→ **WORK INSTRUCTION**:
Write out, from the entries below, exactly the lines that run between the lines holding "if others().any(|u| u.username()" and "including soft-deleted ones", inclusive, and stop there.

→ **Recorded data**:
>>>
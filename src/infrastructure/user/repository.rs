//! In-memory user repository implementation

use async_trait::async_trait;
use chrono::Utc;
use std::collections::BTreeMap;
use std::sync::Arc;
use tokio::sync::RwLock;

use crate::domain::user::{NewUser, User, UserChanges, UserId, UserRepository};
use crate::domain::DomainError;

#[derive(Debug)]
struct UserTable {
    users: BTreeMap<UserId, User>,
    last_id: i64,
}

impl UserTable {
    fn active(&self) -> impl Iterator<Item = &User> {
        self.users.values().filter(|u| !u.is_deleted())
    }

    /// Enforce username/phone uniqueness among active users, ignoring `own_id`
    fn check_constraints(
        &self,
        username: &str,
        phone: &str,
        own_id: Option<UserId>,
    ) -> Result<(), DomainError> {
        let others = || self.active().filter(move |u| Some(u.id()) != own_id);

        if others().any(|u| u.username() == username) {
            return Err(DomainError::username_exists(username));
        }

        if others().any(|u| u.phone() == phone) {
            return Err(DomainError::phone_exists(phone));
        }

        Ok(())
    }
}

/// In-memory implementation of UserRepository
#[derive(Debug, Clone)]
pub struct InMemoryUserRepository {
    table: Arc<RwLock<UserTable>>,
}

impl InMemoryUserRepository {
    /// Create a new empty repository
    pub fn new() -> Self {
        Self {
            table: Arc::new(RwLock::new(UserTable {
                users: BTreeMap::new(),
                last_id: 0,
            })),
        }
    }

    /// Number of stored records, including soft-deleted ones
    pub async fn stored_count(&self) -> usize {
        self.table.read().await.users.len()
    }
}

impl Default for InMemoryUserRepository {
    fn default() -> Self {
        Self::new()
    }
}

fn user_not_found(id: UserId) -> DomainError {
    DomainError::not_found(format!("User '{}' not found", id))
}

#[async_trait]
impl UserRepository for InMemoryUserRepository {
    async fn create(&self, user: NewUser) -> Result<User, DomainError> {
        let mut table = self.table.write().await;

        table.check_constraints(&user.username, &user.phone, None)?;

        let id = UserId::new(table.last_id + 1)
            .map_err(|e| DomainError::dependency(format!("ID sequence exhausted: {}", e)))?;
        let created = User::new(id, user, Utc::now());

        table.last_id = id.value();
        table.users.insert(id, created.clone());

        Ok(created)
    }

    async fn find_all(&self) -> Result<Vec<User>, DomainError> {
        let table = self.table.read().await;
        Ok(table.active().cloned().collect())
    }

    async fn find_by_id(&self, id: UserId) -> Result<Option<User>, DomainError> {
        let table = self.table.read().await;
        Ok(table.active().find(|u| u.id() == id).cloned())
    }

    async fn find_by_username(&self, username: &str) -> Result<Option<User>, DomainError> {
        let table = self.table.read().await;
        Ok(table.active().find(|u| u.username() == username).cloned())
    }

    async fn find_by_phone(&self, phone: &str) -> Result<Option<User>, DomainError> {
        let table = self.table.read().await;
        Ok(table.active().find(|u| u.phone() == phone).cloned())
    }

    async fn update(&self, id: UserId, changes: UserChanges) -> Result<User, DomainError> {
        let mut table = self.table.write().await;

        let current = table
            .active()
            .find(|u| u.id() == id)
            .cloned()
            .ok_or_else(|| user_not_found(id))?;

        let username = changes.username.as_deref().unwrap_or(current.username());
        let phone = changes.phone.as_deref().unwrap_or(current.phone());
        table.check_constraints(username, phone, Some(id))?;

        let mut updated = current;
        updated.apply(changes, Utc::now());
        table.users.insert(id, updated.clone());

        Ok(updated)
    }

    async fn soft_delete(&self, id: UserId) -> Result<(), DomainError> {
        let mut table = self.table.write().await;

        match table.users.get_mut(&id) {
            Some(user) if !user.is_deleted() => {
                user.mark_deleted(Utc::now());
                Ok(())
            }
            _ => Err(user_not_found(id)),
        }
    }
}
<<<
→ **WRITTEN ANSWER**:
        if others().any(|u| u.username() == username) {
            return Err(DomainError::username_exists(username));
        }

        if others().any(|u| u.phone() == phone) {
            return Err(DomainError::phone_exists(phone));
        }

        Ok(())
    }
}

/// In-memory implementation of UserRepository
#[derive(Debug, Clone)]
pub struct InMemoryUserRepository {
    table: Arc<RwLock<UserTable>>,
}

impl InMemoryUserRepository {
    /// Create a new empty repository
    pub fn new() -> Self {
        Self {
            table: Arc::new(RwLock::new(UserTable {
                users: BTreeMap::new(),
                last_id: 0,
            })),
        }
    }

    /// Number of stored records, including soft-deleted ones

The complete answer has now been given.